Arritmia cardiaca felina
Imagen: GatoNova · CC0 (placeholder generado por gatonova)

Sistema

cardiovascular

Severidad

grave

Contagiosa

No

Edad típica

adulto

Síntomas principales

  • pulsos irregulares
  • síncope
  • debilidad
  • intolerancia al ejercicio

¿Qué es?

La arritmia cardiaca felina es una alteración del ritmo o de la frecuencia normales del corazón. Puede ser una anomalía aislada o consecuencia de otra enfermedad: cardiomiopatías, alteraciones electrolíticas (potasio, calcio), hipertiroidismo, problemas respiratorios graves, intoxicaciones o trastornos sistémicos.

Su gravedad va desde arritmias intrascendentes que no requieren tratamiento a otras potencialmente mortales que necesitan intervención urgente. La evaluación experta es siempre necesaria.

Cómo se manifiesta

Los signos posibles incluyen pulsos irregulares al palpar, episodios de desmayo, debilidad súbita, intolerancia al ejercicio, dificultad respiratoria y, en algunos casos, ausencia de signos hasta una muerte súbita. Muchas arritmias son hallazgos en la exploración rutinaria o en un electrocardiograma realizado por otro motivo.

Un gato que se desmaya o presenta debilidad súbita y recuperación espontánea merece estudio cardiaco.

Diagnóstico y atención

El veterinario detecta la arritmia con auscultación y palpación de pulsos, y caracteriza con electrocardiograma. En arritmias intermitentes puede ser necesario un Holter (registro continuo durante 24 horas). Completa con ecocardiografía y analítica para investigar la causa. El tratamiento depende de la causa y del tipo de arritmia, y siempre lo prescribe el veterinario.

Prevención

Manejar las enfermedades sistémicas que pueden producirlas (hipertiroidismo, alteraciones electrolíticas, cardiopatías). Las revisiones periódicas en gatos mayores facilitan el diagnóstico precoz.

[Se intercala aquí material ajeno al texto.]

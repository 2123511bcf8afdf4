//! Configuration validation
//!
//! Everything that can be checked without resolving values is checked here,
//! so a broken file fails before any command runs.

use crate::config::types::{Config, Dependency, OptionType, Task, TaskOption};
use crate::config::OrderedMap;
use crate::error::{ConfigError, ConfigResult, InterpolationError};
use crate::runner::interpolate::{placeholders, Builtins, DIR_BUILTIN};
use regex::Regex;
use std::collections::HashSet;
use std::sync::OnceLock;

/// Long flags owned by the command line itself
pub const RESERVED_NAMES: &[&str] = &["file", "quiet", "silent", "verbose", "dry-run", "help", "version"];

/// Short flags owned by the command line itself
pub const RESERVED_SHORTS: &[&str] = &["f", "q", "s", "v", "n", "h", "V"];

fn name_pattern() -> &'static Regex {
    static PATTERN: OnceLock<Regex> = OnceLock::new();
    PATTERN.get_or_init(|| Regex::new(r"^[A-Za-z_][A-Za-z0-9_-]*$").expect("name pattern is valid"))
}

/// Validate a complete configuration
pub fn validate_config(config: &Config) -> ConfigResult<()> {
    validate_scope_options("global options", &config.options, &[])?;
    validate_global_references(config)?;

    for (name, task) in config.tasks.iter() {
        validate_task(config, name, task)?;
    }

    detect_circular_dependencies(config)?;

    Ok(())
}

/// Validate a single task
pub fn validate_task(config: &Config, name: &str, task: &Task) -> ConfigResult<()> {
    validate_name("task", name)?;
    if name == "help" {
        return Err(ConfigError::Invalid(
            "task name 'help' is reserved by the command line".to_string(),
        ));
    }
    let scope = format!("task '{}'", name);

    for arg_name in task.args.names() {
        validate_name("argument", arg_name)?;
        if task.options.contains_key(arg_name) {
            return Err(ConfigError::DuplicateNames(arg_name.to_string()));
        }
    }

    for local in task.args.names().chain(task.options.names()) {
        if config.options.contains_key(local) {
            return Err(ConfigError::DuplicateName {
                scope: scope.clone(),
                name: format!("{} (already a global option)", local),
            });
        }
    }

    let global_shorts: Vec<&str> = config
        .options
        .values()
        .filter_map(|o| o.short.as_deref())
        .collect();
    validate_scope_options(&scope, &task.options, &global_shorts)?;

    for dep in task.dependencies() {
        validate_dependency(config, dep)?;
    }

    validate_task_references(config, name, task)
}

fn validate_name(kind: &str, name: &str) -> ConfigResult<()> {
    if !name_pattern().is_match(name) {
        return Err(ConfigError::Invalid(format!(
            "{} name '{}' must start with a letter or underscore and contain only letters, digits, '_' and '-'",
            kind, name
        )));
    }
    Ok(())
}

/// Check the options of one scope against each other and the command line
fn validate_scope_options(
    scope: &str,
    options: &OrderedMap<TaskOption>,
    taken_shorts: &[&str],
) -> ConfigResult<()> {
    let mut shorts: HashSet<&str> = taken_shorts.iter().copied().collect();
    let invalid = |name: &str, problem: &str| {
        ConfigError::Invalid(format!("option '{}' in {} {}", name, scope, problem))
    };

    for (name, option) in options.iter() {
        validate_name("option", name)?;
        if RESERVED_NAMES.contains(&name) {
            return Err(invalid(name, "uses a name reserved by the command line"));
        }

        if let Some(short) = option.short.as_deref() {
            if short.chars().count() != 1 {
                return Err(invalid(name, "must use a single character for `short`"));
            }
            if RESERVED_SHORTS.contains(&short) || !shorts.insert(short) {
                return Err(invalid(name, &format!("cannot use short flag '-{}'", short)));
            }
        }

        if option.required && !option.default.is_empty() {
            return Err(invalid(name, "cannot be required and have a default"));
        }
        if option.private && option.required {
            return Err(invalid(name, "cannot be both private and required"));
        }
        if option.rewrite.is_some() && option.option_type != OptionType::Bool {
            return Err(invalid(name, "can only use `rewrite` with type bool"));
        }
    }

    Ok(())
}

/// Check that a dependency matches the task it names
fn validate_dependency(config: &Config, dep: &Dependency) -> ConfigResult<()> {
    let target = config
        .tasks
        .get(&dep.name)
        .ok_or_else(|| ConfigError::TaskNotFound(dep.name.clone()))?;

    if dep.args.len() != target.args.len() {
        return Err(ConfigError::ArgumentCount {
            task: dep.name.clone(),
            expected: target.args.len(),
            actual: dep.args.len(),
        });
    }

    let scope = format!("task '{}'", dep.name);
    for option_name in dep.options.keys() {
        match target.options.get(option_name) {
            None => {
                return Err(ConfigError::UnknownOverride {
                    scope,
                    name: option_name.clone(),
                })
            }
            Some(option) if option.private => {
                return Err(ConfigError::PrivateOption {
                    scope,
                    option: option_name.clone(),
                })
            }
            Some(_) => {}
        }
    }

    Ok(())
}

/// Error for a default that references something it cannot see
pub(crate) fn option_reference_error(
    scope: &str,
    options: &OrderedMap<TaskOption>,
    index: usize,
    name: &str,
    reference: &str,
) -> ConfigError {
    let reference = if reference == name {
        "itself".to_string()
    } else if options.position(reference).map_or(false, |pos| pos > index) {
        format!("'{}', which is declared after it", reference)
    } else {
        format!("'{}', which is not defined", reference)
    };

    ConfigError::OptionReference {
        scope: scope.to_string(),
        option: name.to_string(),
        reference,
    }
}

/// Every template an option default can evaluate, including its conditions
fn default_templates(option: &TaskOption) -> Vec<&str> {
    let mut out = Vec::new();
    for candidate in option.default.iter() {
        for when in candidate.when.iter() {
            out.extend(when.templates());
        }
        out.push(candidate.source.template());
    }
    out
}

fn default_option_names(option: &TaskOption) -> Vec<&str> {
    option
        .default
        .iter()
        .flat_map(|candidate| candidate.when.iter())
        .flat_map(|when| when.option_names())
        .collect()
}

fn validate_global_references(config: &Config) -> ConfigResult<()> {
    let scope = "global options";

    for (index, (name, option)) in config.options.iter().enumerate() {
        let visible = |var: &str| {
            var == DIR_BUILTIN || config.options.position(var).map_or(false, |pos| pos < index)
        };

        for template in default_templates(option) {
            if let Some(var) = placeholders(template).into_iter().find(|var| !visible(*var)) {
                return Err(option_reference_error(scope, &config.options, index, name, var));
            }
        }
        for var in default_option_names(option) {
            if !visible(var) {
                return Err(option_reference_error(scope, &config.options, index, name, var));
            }
        }
    }

    Ok(())
}

fn validate_task_references(config: &Config, task_name: &str, task: &Task) -> ConfigResult<()> {
    let scope = format!("task '{}'", task_name);
    let shared = |var: &str| {
        Builtins::is_builtin(var) || config.options.contains_key(var) || task.args.contains_key(var)
    };

    for (index, (name, option)) in task.options.iter().enumerate() {
        let visible =
            |var: &str| shared(var) || task.options.position(var).map_or(false, |pos| pos < index);

        for template in default_templates(option) {
            if let Some(var) = placeholders(template).into_iter().find(|var| !visible(*var)) {
                return Err(option_reference_error(&scope, &task.options, index, name, var));
            }
        }
        for var in default_option_names(option) {
            if !visible(var) {
                return Err(option_reference_error(&scope, &task.options, index, name, var));
            }
        }
    }

    let visible = |var: &str| shared(var) || task.options.contains_key(var);
    let undefined = |var: &str| ConfigError::Interpolation {
        task: task_name.to_string(),
        source: InterpolationError::UndefinedVariable(var.to_string()),
    };

    let mut templates: Vec<&str> = Vec::new();
    for cmd in task.run.iter() {
        templates.extend([cmd.exec.as_str(), cmd.print.as_str(), cmd.dir.as_str()]);
    }
    for when in task.when.iter() {
        templates.extend(when.templates());
        for var in when.option_names() {
            if !visible(var) {
                return Err(ConfigError::Invalid(format!(
                    "condition in {} refers to unknown option '{}'",
                    scope, var
                )));
            }
        }
    }
    for dep in task.dependencies() {
        templates.extend(dep.args.iter().map(String::as_str));
        templates.extend(dep.options.values().map(String::as_str));
    }

    for template in templates {
        if let Some(var) = placeholders(template).into_iter().find(|var| !visible(*var)) {
            return Err(undefined(var));
        }
    }

    Ok(())
}

/// Detect cycles in the `pre`/`post` relation
fn detect_circular_dependencies(config: &Config) -> ConfigResult<()> {
    let mut visited = HashSet::new();
    for task_name in config.tasks.names() {
        let mut stack = Vec::new();
        check_task_cycle(config, task_name, &mut visited, &mut stack)?;
    }
    Ok(())
}

/// Recursively check for cycles in task dependencies
fn check_task_cycle<'a>(
    config: &'a Config,
    task_name: &'a str,
    visited: &mut HashSet<&'a str>,
    stack: &mut Vec<&'a str>,
) -> ConfigResult<()> {
    if let Some(start) = stack.iter().position(|name| *name == task_name) {
        let mut cycle = stack[start..].to_vec();
        cycle.push(task_name);
        return Err(ConfigError::CircularDependency(cycle.join(" -> ")));
    }

    if visited.contains(task_name) {
        return Ok(());
    }

    let task = config
        .tasks
        .get(task_name)
        .ok_or_else(|| ConfigError::TaskNotFound(task_name.to_string()))?;

    stack.push(task_name);
    for dep in task.dependencies() {
        check_task_cycle(config, &dep.name, visited, stack)?;
    }
    stack.pop();
    visited.insert(task_name);

    Ok(())
}

#[cfg(test)]
mod tests {
    use super::*;
    use crate::config::parse_config;

    fn validate(yaml: &str) -> ConfigResult<()> {
        validate_config(&parse_config(yaml, None)?)
    }

    fn message(yaml: &str) -> String {
        validate(yaml).unwrap_err().to_string()
    }

    #[test]
    fn test_valid_config() {
        let yaml = r#"
options:
  profile: {default: dev}
tasks:
  clean:
    run: rm -rf dist
  build:
    args:
      target: {}
    options:
      out: {default: "dist/${profile}/${target}"}
      log: {default: "${out}/build.log"}
    pre: clean
    run: cargo build --out ${out} > ${log}
"#;
        validate(yaml).unwrap();
    }

    #[test]
    fn test_duplicate_arg_and_option() {
        let yaml = "tasks:\n  t:\n    args:\n      x: {}\n    options:\n      x: {}\n";
        assert!(matches!(validate(yaml), Err(ConfigError::DuplicateNames(_))));
    }

    #[test]
    fn test_option_shadowing_global() {
        let yaml = "options:\n  x: {}\ntasks:\n  t:\n    options:\n      x: {}\n";
        assert!(matches!(validate(yaml), Err(ConfigError::DuplicateName { .. })));
    }

    #[test]
    fn test_invalid_names() {
        assert!(message("tasks:\n  bad name:\n    run: x\n").contains("bad name"));
        assert!(message("tasks:\n  t:\n    options:\n      verbose: {}\n").contains("reserved"));
        assert!(message("tasks:\n  t:\n    options:\n      a: {short: q}\n").contains("-q"));
    }

    #[test]
    fn test_option_rules() {
        assert!(message("tasks:\n  t:\n    options:\n      a: {required: true, default: x}\n")
            .contains("required and have a default"));
        assert!(message("tasks:\n  t:\n    options:\n      a: {required: true, private: true}\n")
            .contains("private and required"));
        assert!(message("tasks:\n  t:\n    options:\n      a: {rewrite: x}\n")
            .contains("rewrite"));
    }

    #[test]
    fn test_dependency_checks() {
        assert_eq!(
            message("tasks:\n  t:\n    pre: missing\n"),
            "Unknown task 'missing'"
        );

        let yaml = "tasks:\n  a:\n    args:\n      x: {}\n  t:\n    pre: a\n";
        assert!(matches!(validate(yaml), Err(ConfigError::ArgumentCount { .. })));

        let yaml = "tasks:\n  a: {}\n  t:\n    pre: {name: a, options: {nope: 1}}\n";
        assert!(matches!(validate(yaml), Err(ConfigError::UnknownOverride { .. })));

        let yaml = "tasks:\n  a:\n    options:\n      p: {private: true}\n  t:\n    pre: {name: a, options: {p: 1}}\n";
        assert!(matches!(validate(yaml), Err(ConfigError::PrivateOption { .. })));
    }

    #[test]
    fn test_self_reference() {
        let err = message("tasks:\n  t:\n    options:\n      a: {default: \"${a}\"}\n");
        assert_eq!(err, "Option 'a' in task 't' cannot reference itself");
    }

    #[test]
    fn test_forward_reference() {
        let err = message(
            "tasks:\n  t:\n    options:\n      a: {default: \"${b}\"}\n      b: {default: x}\n",
        );
        assert_eq!(
            err,
            "Option 'a' in task 't' cannot reference 'b', which is declared after it"
        );
    }

    #[test]
    fn test_global_default_cannot_see_task_builtin() {
        let err = message("options:\n  a: {default: \"${drover.task}\"}\n");
        assert!(err.contains("global options"), "{}", err);
    }

    #[test]
    fn test_reference_in_default_condition() {
        let yaml = r#"
tasks:
  t:
    options:
      a:
        default:
          - when: {equal: {left: "${b}", right: x}}
            value: y
      b: {}
"#;
        assert!(message(yaml).contains("declared after it"));
    }

    #[test]
    fn test_undefined_placeholder_in_command() {
        let err = message("tasks:\n  t:\n    run: echo ${nope}\n");
        assert_eq!(err, "In task 't': placeholder '${nope}' is not defined");
    }

    #[test]
    fn test_escaped_placeholder_is_allowed() {
        validate("tasks:\n  t:\n    run: echo $${HOME}\n").unwrap();
    }

    #[test]
    fn test_unknown_option_in_condition() {
        let err = message("tasks:\n  t:\n    when: {option-set: nope}\n");
        assert!(err.contains("nope"), "{}", err);
    }

    #[test]
    fn test_circular_dependency() {
        let yaml = r#"
tasks:
  root:
    pre: a
  a:
    pre: b
  b:
    post: a
"#;
        let err = validate(yaml).unwrap_err();
        assert_eq!(
            err.to_string(),
            "Circular dependency detected: a -> b -> a"
        );
    }

    #[test]
    fn test_self_dependency() {
        let err = message("tasks:\n  a:\n    pre: a\n");
        assert_eq!(err, "Circular dependency detected: a -> a");
    }
}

Razas con mayor incidencia

Depende más de la enfermedad subyacente que de la raza.

Tras la enfermedad

Muchas arritmias se controlan bien con tratamiento adecuado. Las que dependen de causa identificable y tratable mejoran al manejar la causa. El seguimiento cardiológico regular permite ajustar el plan a la evolución.